• [Data supplied]:

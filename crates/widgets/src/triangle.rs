// Triangle solver
//
// Sides a, b, c are opposite the angles A, B, C. Angles are in degrees.
// Cases: SSS, SAS, ASA/AAS and SSA, which may have zero, one or two
// solutions.

use crate::error::TriangleError;
use serde::{Deserialize, Serialize};
use tracing::debug;

/// sin B this close to 1 gives a single right-angled SSA solution
const RIGHT_ANGLE_EPSILON: f64 = 1e-12;

/// Known values; missing, non-positive or non-finite entries are unknown
#[derive(Debug, Clone, Copy, Default, PartialEq, Serialize, Deserialize)]
pub struct TriangleInput {
    pub a: Option<f64>,
    pub b: Option<f64>,
    pub c: Option<f64>,
    pub angle_a: Option<f64>,
    pub angle_b: Option<f64>,
    pub angle_c: Option<f64>,
}

#[derive(Debug, Clone, Copy, PartialEq, Serialize)]
pub struct Triangle {
    pub a: f64,
    pub b: f64,
    pub c: f64,
    pub angle_a: f64,
    pub angle_b: f64,
    pub angle_c: f64,
    pub perimeter: f64,
    /// Heron's formula
    pub area: f64,
}

#[derive(Debug, Clone, Copy, PartialEq, Eq, Serialize)]
#[serde(rename_all = "UPPERCASE")]
pub enum TriangleCase {
    Sss,
    Sas,
    Asa,
    Ssa,
}

#[derive(Debug, Clone, PartialEq, Serialize)]
pub struct TriangleSolution {
    pub case: TriangleCase,
    /// Two entries only in the ambiguous SSA case
    pub triangles: Vec<Triangle>,
}

fn known(value: Option<f64>) -> Option<f64> {
    value.filter(|v| v.is_finite() && *v > 0.0)
}

fn sin_deg(angle: f64) -> f64 {
    angle.to_radians().sin()
}

fn cos_deg(angle: f64) -> f64 {
    angle.to_radians().cos()
}

/// Angle opposite `opposite` from the law of cosines
fn angle_from_sides(opposite: f64, adjacent1: f64, adjacent2: f64) -> f64 {
    let cos = (adjacent1 * adjacent1 + adjacent2 * adjacent2 - opposite * opposite)
        / (2.0 * adjacent1 * adjacent2);
    cos.clamp(-1.0, 1.0).acos().to_degrees()
}

/// Side opposite `angle` between two known sides
fn side_from_angle(adjacent1: f64, adjacent2: f64, angle: f64) -> f64 {
    (adjacent1 * adjacent1 + adjacent2 * adjacent2 - 2.0 * adjacent1 * adjacent2 * cos_deg(angle))
        .sqrt()
}

impl Triangle {
    /// Complete a triangle from all sides and angles
    fn new(sides: [f64; 3], angles: [f64; 3]) -> Triangle {
        let [a, b, c] = sides;
        let perimeter = a + b + c;
        let p = perimeter / 2.0;
        let area = (p * (p - a) * (p - b) * (p - c)).max(0.0).sqrt();
        Triangle {
            a,
            b,
            c,
            angle_a: angles[0],
            angle_b: angles[1],
            angle_c: angles[2],
            perimeter,
            area,
        }
    }

    fn from_sides(sides: [f64; 3]) -> Triangle {
        let [a, b, c] = sides;
        let angle_a = angle_from_sides(a, b, c);
        let angle_b = angle_from_sides(b, a, c);
        Triangle::new(sides, [angle_a, angle_b, 180.0 - angle_a - angle_b])
    }
}

/// Rotate `[x, y, z]` left by `by` places
fn rotate<T: Copy>(values: [T; 3], by: usize) -> [T; 3] {
    [values[by % 3], values[(by + 1) % 3], values[(by + 2) % 3]]
}

pub fn solve_triangle(input: &TriangleInput) -> Result<TriangleSolution, TriangleError> {
    let sides = [known(input.a), known(input.b), known(input.c)];
    let angles = [
        known(input.angle_a),
        known(input.angle_b),
        known(input.angle_c),
    ];

    let side_count = sides.iter().flatten().count();
    let angle_count = angles.iter().flatten().count();

    if side_count + angle_count < 3 {
        return Err(TriangleError::TooFewValues(side_count + angle_count));
    }
    if side_count == 0 {
        return Err(TriangleError::NoSide);
    }
    let angle_sum: f64 = angles.iter().flatten().sum();
    if angle_sum >= 180.0 {
        return Err(TriangleError::AngleSum(angle_sum));
    }
    if angle_count == 3 {
        return Err(TriangleError::OverdeterminedAngles);
    }

    let solution = if side_count == 3 {
        solve_sss(sides.map(|s| s.unwrap_or_default()))?
    } else if angle_count >= 2 {
        solve_asa(sides, angles)
    } else {
        solve_two_sides(sides, angles)?
    };

    debug!(case = ?solution.case, count = solution.triangles.len(), "solved triangle");
    Ok(solution)
}

fn solve_sss(sides: [f64; 3]) -> Result<TriangleSolution, TriangleError> {
    let [a, b, c] = sides;
    if a + b <= c || a + c <= b || b + c <= a {
        return Err(TriangleError::InvalidSides(a, b, c));
    }
    Ok(TriangleSolution {
        case: TriangleCase::Sss,
        triangles: vec![Triangle::from_sides(sides)],
    })
}

/// Two angles and at least one side: third angle, then the law of sines
fn solve_asa(sides: [Option<f64>; 3], angles: [Option<f64>; 3]) -> TriangleSolution {
    let known_sum: f64 = angles.iter().flatten().sum();
    let angles = angles.map(|angle| angle.unwrap_or(180.0 - known_sum));

    // Any known side fixes the scale; the first one is used
    let (index, side) = sides
        .iter()
        .enumerate()
        .find_map(|(i, s)| s.map(|s| (i, s)))
        .unwrap_or((0, 1.0));
    let ratio = side / sin_deg(angles[index]);
    let sides = angles.map(|angle| ratio * sin_deg(angle));

    TriangleSolution {
        case: TriangleCase::Asa,
        triangles: vec![Triangle::new(sides, angles)],
    }
}

/// Two sides and one angle: SAS when the angle is between them, SSA otherwise
fn solve_two_sides(
    sides: [Option<f64>; 3],
    angles: [Option<f64>; 3],
) -> Result<TriangleSolution, TriangleError> {
    // Index of the unknown side; the angle at the same index is the included one
    let missing = sides.iter().position(Option::is_none).unwrap_or(2);
    // Rotate so the unknown side is last: [p, q, r] with r unknown
    let by = (missing + 1) % 3;
    let [p, q, _] = rotate(sides, by).map(|s| s.unwrap_or_default());
    let [angle_p, angle_q, angle_r] = rotate(angles, by);
    let unrotate = |values: [f64; 3]| rotate(values, (3 - by) % 3);

    if let Some(angle_r) = angle_r {
        let r = side_from_angle(p, q, angle_r);
        let angle_p = angle_from_sides(p, q, r);
        let angle_q = 180.0 - angle_r - angle_p;
        return Ok(TriangleSolution {
            case: TriangleCase::Sas,
            triangles: vec![Triangle::new(
                unrotate([p, q, r]),
                unrotate([angle_p, angle_q, angle_r]),
            )],
        });
    }

    // SSA: the known angle is opposite one of the known sides
    let (opposite, other, known_angle, swapped) = match (angle_p, angle_q) {
        (Some(angle), _) => (p, q, angle, false),
        (None, Some(angle)) => (q, p, angle, true),
        (None, None) => return Err(TriangleError::TooFewValues(2)),
    };

    let sine = other * sin_deg(known_angle) / opposite;
    if sine > 1.0 + RIGHT_ANGLE_EPSILON {
        return Err(TriangleError::NoSolution);
    }

    let first = sine.min(1.0).asin().to_degrees();
    let mut candidates = vec![first];
    if (1.0 - sine).abs() > RIGHT_ANGLE_EPSILON {
        candidates.push(180.0 - first);
    }

    let triangles: Vec<Triangle> = candidates
        .into_iter()
        .filter(|other_angle| known_angle + other_angle < 180.0)
        .map(|other_angle| {
            let third_angle = 180.0 - known_angle - other_angle;
            let third = opposite * sin_deg(third_angle) / sin_deg(known_angle);
            let (sides, angles) = if swapped {
                ([other, opposite, third], [other_angle, known_angle, third_angle])
            } else {
                ([opposite, other, third], [known_angle, other_angle, third_angle])
            };
            Triangle::new(unrotate(sides), unrotate(angles))
        })
        .collect();

    if triangles.is_empty() {
        return Err(TriangleError::NoSolution);
    }
    Ok(TriangleSolution {
        case: TriangleCase::Ssa,
        triangles,
    })
}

• [Your instructions]: Give again, exactly as written, every line from the first one above through the line that has "f64, adjacent2: f64)" in it.

• [Exercise result]:
filename crates/widgets/src/triangle.rs
// Triangle solver
//
// Sides a, b, c are opposite the angles A, B, C. Angles are in degrees.
// Cases: SSS, SAS, ASA/AAS and SSA, which may have zero, one or two
// solutions.

use crate::error::TriangleError;
use serde::{Deserialize, Serialize};
use tracing::debug;

/// sin B this close to 1 gives a single right-angled SSA solution
const RIGHT_ANGLE_EPSILON: f64 = 1e-12;

/// Known values; missing, non-positive or non-finite entries are unknown
#[derive(Debug, Clone, Copy, Default, PartialEq, Serialize, Deserialize)]
pub struct TriangleInput {
    pub a: Option<f64>,
    pub b: Option<f64>,
    pub c: Option<f64>,
    pub angle_a: Option<f64>,
    pub angle_b: Option<f64>,
    pub angle_c: Option<f64>,
}

#[derive(Debug, Clone, Copy, PartialEq, Serialize)]
pub struct Triangle {
    pub a: f64,
    pub b: f64,
    pub c: f64,
    pub angle_a: f64,
    pub angle_b: f64,
    pub angle_c: f64,
    pub perimeter: f64,
    /// Heron's formula
    pub area: f64,
}

#[derive(Debug, Clone, Copy, PartialEq, Eq, Serialize)]
#[serde(rename_all = "UPPERCASE")]
pub enum TriangleCase {
    Sss,
    Sas,
    Asa,
    Ssa,
}

#[derive(Debug, Clone, PartialEq, Serialize)]
pub struct TriangleSolution {
    pub case: TriangleCase,
    /// Two entries only in the ambiguous SSA case
    pub triangles: Vec<Triangle>,
}

fn known(value: Option<f64>) -> Option<f64> {
    value.filter(|v| v.is_finite() && *v > 0.0)
}

fn sin_deg(angle: f64) -> f64 {
    angle.to_radians().sin()
}

fn cos_deg(angle: f64) -> f64 {
    angle.to_radians().cos()
}

/// Angle opposite `opposite` from the law of cosines
fn angle_from_sides(opposite: f64, adjacent1: f64, adjacent2: f64) -> f64 {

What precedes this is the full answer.